Exercise ▸
Scan the following material for the string "ErrorCode" and copy each line in which it appears.

Data extract ▸
impl Workspace for GitClient {
    #[instrument(skip(self, refspecs), fields(uri = %uri))]
    fn fetch(&self, uri: &str, refspecs: &[String]) -> Result<(), GitError> {
        info!(?refspecs, "fetching");
        let mut remote = self.repo.remote_anonymous(uri)?;
        let mut fetch_opts = FetchOptions::new();
        fetch_opts.remote_callbacks(self.remote_callbacks());
        remote
            .fetch(refspecs, Some(&mut fetch_opts), None)
            .map_err(|cause| transport("fetch", uri, cause))?;
        debug!("fetch completed");
        Ok(())
    }

    fn resolve_revision(&self, name: &str) -> Result<Option<Oid>, GitError> {
        match self.repo.revparse_single(name) {
            Ok(object) => Ok(Some(object.peel_to_commit()?.id())),
            Err(e) if e.code() == ErrorCode::NotFound => Ok(None),
            Err(e) => Err(e.into()),
        }
    }

    fn head(&self) -> Result<Oid, GitError> {
        let head = self
            .repo
            .head()
            .map_err(|_| GitError::RefNotFound("HEAD".into()))?;
        Ok(head.peel_to_commit()?.id())
    }

    #[instrument(skip(self))]
    fn merge(&self, revision: Oid) -> Result<MergeOutcome, GitError> {
        let ours = self.repo.head()?.peel_to_commit()?;
        let theirs = self.repo.find_commit(revision)?;
        let annotated = self.repo.find_annotated_commit(revision)?;
        let (analysis, _) = self.repo.merge_analysis(&[&annotated])?;

        if analysis.is_up_to_date() {
            debug!(head = %ours.id(), "already contains revision");
            return Ok(MergeOutcome::UpToDate(ours.id()));
        }

        if analysis.is_fast_forward() {
            self.repo
                .checkout_tree(theirs.as_object(), Some(CheckoutBuilder::new().safe()))?;
            self.move_head(revision, &format!("gitpush: fast-forward to {revision}"))?;
            info!(from = %ours.id(), to = %revision, "fast-forwarded");
            return Ok(MergeOutcome::FastForward(revision));
        }

        // Merge in memory so a conflict never touches the working tree.
        let mut index = self.repo.merge_commits(&ours, &theirs, None)?;
        if index.has_conflicts() {
            let paths = Self::conflict_paths(&index)?;
            warn!(?paths, "merge produced conflicts");
            return Err(GitError::MergeConflict { paths });
        }

        let tree_oid = index.write_tree_to(&self.repo)?;
        let tree = self.repo.find_tree(tree_oid)?;
        let sig = self.signature()?;
        let message = format!("Merge commit '{revision}'");
        let merge_oid = self
            .repo
            .commit(None, &sig, &sig, &message, &tree, &[&ours, &theirs])?;

        self.repo
            .checkout_tree(tree.as_object(), Some(CheckoutBuilder::new().safe()))?;
        self.move_head(merge_oid, &format!("gitpush: {message}"))?;
        info!(sha = %merge_oid, "created merge commit");
        Ok(MergeOutcome::Merged(merge_oid))
    }

    #[instrument(skip(self), fields(uri = %uri))]
    fn push(&self, uri: &str, refspec: &str, include_tags: bool) -> Result<Vec<String>, GitError> {
        let mut refspecs = vec![refspec.to_string()];
        let mut tags = Vec::new();

        if include_tags {
            let advertised = self.advertised_refs(uri)?;
            for name in self.repo.tag_names(None)?.iter().flatten() {
                let refname = format!("refs/tags/{name}");
                let local = self.repo.refname_to_id(&refname)?;
                if advertised.get(&refname) == Some(&local) {
                    continue;
                }
                refspecs.push(format!("{refname}:{refname}"));
                tags.push(name.to_string());
            }
        }

        info!(?refspecs, "pushing");
        let rejected = RefCell::new(Vec::<(String, String)>::new());
        let pushed = {
            let mut callbacks = self.remote_callbacks();
            callbacks.push_update_reference(|refname, status| {
                if let Some(msg) = status {
                    warn!(refname, msg, "push rejected");
                    rejected
                        .borrow_mut()
                        .push((refname.to_string(), msg.to_string()));
                }
                Ok(())
            });
            let mut push_opts = PushOptions::new();
            push_opts.remote_callbacks(callbacks);
            let mut remote = self.repo.remote_anonymous(uri)?;
            remote.push(&refspecs, Some(&mut push_opts))
        };

        if let Err(cause) = pushed {
            let detail = cause.message().to_string();
            if cause.code() == ErrorCode::NotFastForward || is_rejection(&detail) {
                return Err(GitError::PushRejected {
                    refname: refspec.to_string(),
                    detail,
                });
            }
            return Err(transport("push", uri, cause));
        }

        if let Some((refname, detail)) = rejected.into_inner().into_iter().next() {
            return Err(GitError::PushRejected { refname, detail });
        }

        info!(tags = tags.len(), "push completed");
        Ok(tags)
    }
}

#[cfg(test)]
mod tests {
    use super::*;
    use git2::RepositoryInitOptions;

    fn init_repo(path: &Path) -> Repository {
        let mut opts = RepositoryInitOptions::new();
        opts.initial_head("master");
        Repository::init_opts(path, &opts).unwrap()
    }

    fn init_bare(path: &Path) -> Repository {
        let mut opts = RepositoryInitOptions::new();
        opts.bare(true).initial_head("master");
        Repository::init_opts(path, &opts).unwrap()
    }

    fn sig() -> Signature<'static> {
        Signature::now("John Doe", "john@example.com").unwrap()
    }

    /// Write `file`, stage it and commit on HEAD.
    fn commit_file(repo: &Repository, file: &str, content: &str) -> Oid {
        let workdir = repo.workdir().unwrap();
        std::fs::write(workdir.join(file), content).unwrap();
        let mut index = repo.index().unwrap();
        index.add_path(Path::new(file)).unwrap();
        index.write().unwrap();
        let tree = repo.find_tree(index.write_tree().unwrap()).unwrap();
        let parent = repo.head().ok().map(|h| h.peel_to_commit().unwrap());
        let parents: Vec<&git2::Commit> = parent.iter().collect();
        repo.commit(Some("HEAD"), &sig(), &sig(), &format!("Add {file}"), &tree, &parents)
            .unwrap()
    }

    /// Commit `file` on top of `parent` without touching HEAD or the workdir.
    fn commit_aside(repo: &Repository, parent: Oid, file: &str, content: &str) -> Oid {
        let parent = repo.find_commit(parent).unwrap();
        let mut builder = repo.treebuilder(Some(&parent.tree().unwrap())).unwrap();
        let blob = repo.blob(content.as_bytes()).unwrap();
        builder.insert(file, blob, 0o100644).unwrap();
        let tree = repo.find_tree(builder.write().unwrap()).unwrap();
        repo.commit(None, &sig(), &sig(), &format!("Add {file}"), &tree, &[&parent])
            .unwrap()
    }

    fn client(path: &Path) -> GitClient {
        GitClient::new(path).unwrap().with_identity(IdentityConfig {
            name: Some("CI".into()),
            email: Some("ci@example.com".into()),
        })
    }

    #[test]
    fn test_repo_not_found() {
        assert!(matches!(
            GitClient::new("/nonexistent"),
            Err(GitError::RepositoryNotFound(_))
        ));
    }

    #[test]
    fn test_head_and_resolve_revision() {
        let dir = tempfile::tempdir().unwrap();
        let repo = init_repo(dir.path());
        let a = commit_file(&repo, "a.txt", "a");

        let git = client(dir.path());
        assert_eq!(git.head().unwrap(), a);
        assert_eq!(git.resolve_revision("master").unwrap(), Some(a));
        assert_eq!(git.resolve_revision("origin/master").unwrap(), None);
    }

    #[test]
    fn test_head_of_empty_repo() {
        let dir = tempfile::tempdir().unwrap();
        init_repo(dir.path());
        assert!(matches!(
            client(dir.path()).head(),
            Err(GitError::RefNotFound(_))
        ));
    }

    #[test]
    fn test_merge_ancestor_is_up_to_date() {
        let dir = tempfile::tempdir().unwrap();
        let repo = init_repo(dir.path());
        let a = commit_file(&repo, "a.txt", "a");
        let b = commit_file(&repo, "b.txt", "b");

        let outcome = client(dir.path()).merge(a).unwrap();
        assert_eq!(outcome, MergeOutcome::UpToDate(b));
        assert_eq!(repo.head().unwrap().target(), Some(b));
    }

    #[test]
    fn test_merge_fast_forward() {
        let dir = tempfile::tempdir().unwrap();
        let repo = init_repo(dir.path());
        let a = commit_file(&repo, "a.txt", "a");
        let c = commit_aside(&repo, a, "c.txt", "remote");

        let outcome = client(dir.path()).merge(c).unwrap();
        assert_eq!(outcome, MergeOutcome::FastForward(c));
        assert_eq!(repo.head().unwrap().target(), Some(c));
        assert_eq!(repo.head().unwrap().shorthand(), Some("master"));
        assert_eq!(std::fs::read_to_string(dir.path().join("c.txt")).unwrap(), "remote");
    }

    #[test]
    fn test_merge_creates_two_parent_commit() {
        let dir = tempfile::tempdir().unwrap();
        let repo = init_repo(dir.path());
        let a = commit_file(&repo, "a.txt", "a");
        let c = commit_aside(&repo, a, "c.txt", "remote");
        let b = commit_file(&repo, "b.txt", "local");

        let outcome = client(dir.path()).merge(c).unwrap();
        let MergeOutcome::Merged(m) = outcome else {
            panic!("expected a merge commit, got {outcome:?}");
        };
        let merge = repo.find_commit(m).unwrap();
        assert_eq!(merge.parent_ids().collect::<Vec<_>>(), vec![b, c]);
        assert_eq!(merge.committer().email(), Some("ci@example.com"));
        assert_eq!(repo.head().unwrap().target(), Some(m));
        assert!(dir.path().join("c.txt").exists());
        assert!(dir.path().join("b.txt").exists());
        assert!(!repo.index().unwrap().has_conflicts());
    }

    #[test]
    fn test_merge_conflict_leaves_head() {
        let dir = tempfile::tempdir().unwrap();
        let repo = init_repo(dir.path());
        let a = commit_file(&repo, "shared.txt", "base\n");
        let c = commit_aside(&repo, a, "shared.txt", "remote\n");
        let b = commit_file(&repo, "shared.txt", "local\n");

        let err = client(dir.path()).merge(c).unwrap_err();
        match err {
            GitError::MergeConflict { paths } => assert_eq!(paths, vec!["shared.txt"]),
            other => panic!("expected conflict, got {other:?}"),
        }
        assert_eq!(repo.head().unwrap().target(), Some(b));
        assert_eq!(
            std::fs::read_to_string(dir.path().join("shared.txt")).unwrap(),
            "local\n"
        );
    }

    #[test]
    fn test_push_with_tags_and_fetch() {
        let dir = tempfile::tempdir().unwrap();
        let origin_path = dir.path().join("origin.git");
        let work_path = dir.path().join("work");
        let origin = init_bare(&origin_path);
        let repo = init_repo(&work_path);
        let a = commit_file(&repo, "a.txt", "a");
        let obj = repo.find_object(a, None).unwrap();
        repo.tag_lightweight("v1", &obj, false).unwrap();
        repo.tag("v1-annotated", &obj, &sig(), "release", false).unwrap();

        let git = client(&work_path);
        let uri = origin_path.to_str().unwrap();
        let mut tags = git.push(uri, "HEAD:refs/heads/master", true).unwrap();
        tags.sort();
        assert_eq!(tags, vec!["v1", "v1-annotated"]);

        assert_eq!(origin.refname_to_id("refs/heads/master").unwrap(), a);
        let peeled = origin
            .find_reference("refs/tags/v1-annotated")
            .unwrap()
            .peel_to_commit()
            .unwrap();
        assert_eq!(peeled.id(), a);

        // Tags already on the remote are not pushed again.
        assert!(git.push(uri, "HEAD:refs/heads/master", true).unwrap().is_empty());

        git.fetch(uri, &["+refs/heads/*:refs/remotes/origin/*".to_string()])
            .unwrap();
        assert_eq!(git.resolve_revision("origin/master").unwrap(), Some(a));
    }

    #[test]
    fn test_push_non_fast_forward_is_rejected() {
        let dir = tempfile::tempdir().unwrap();
        let origin_path = dir.path().join("origin.git");
        let work_path = dir.path().join("work");
        init_bare(&origin_path);
        let repo = init_repo(&work_path);
        let a = commit_file(&repo, "a.txt", "a");
        let uri = origin_path.to_str().unwrap();
        let git = client(&work_path);
        git.push(uri, "HEAD:refs/heads/master", false).unwrap();

        // Someone else moves the remote branch to a commit we never fetch.
        let c = commit_aside(&repo, a, "c.txt", "remote");
        repo.reference("refs/heads/other", c, false, "test").unwrap();
        git.push(uri, "refs/heads/other:refs/heads/master", false)
            .unwrap();
        repo.find_reference("refs/heads/other").unwrap().delete().unwrap();

        commit_file(&repo, "b.txt", "local");
        let err = git.push(uri, "HEAD:refs/heads/master", false).unwrap_err();
        assert!(
            matches!(err, GitError::PushRejected { .. }),
            "expected rejection, got {err:?}"
        );
        assert!(err.is_retryable());
    }

    #[test]
    fn test_fetch_unreachable_uri_is_transport_error() {
        let dir = tempfile::tempdir().unwrap();
        let repo = init_repo(dir.path());
        commit_file(&repo, "a.txt", "a");
        let missing = dir.path().join("no-such-remote.git");

        let err = client(dir.path())
            .fetch(
                missing.to_str().unwrap(),
                &["+refs/heads/*:refs/remotes/origin/*".to_string()],
            )
            .unwrap_err();
        assert!(matches!(err, GitError::Transport { operation: "fetch", .. }));
    }
}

Exercise solution ▸
            Err(e) if e.code() == ErrorCode::NotFound => Ok(None),
            if cause.code() == ErrorCode::NotFastForward || is_rejection(&detail) {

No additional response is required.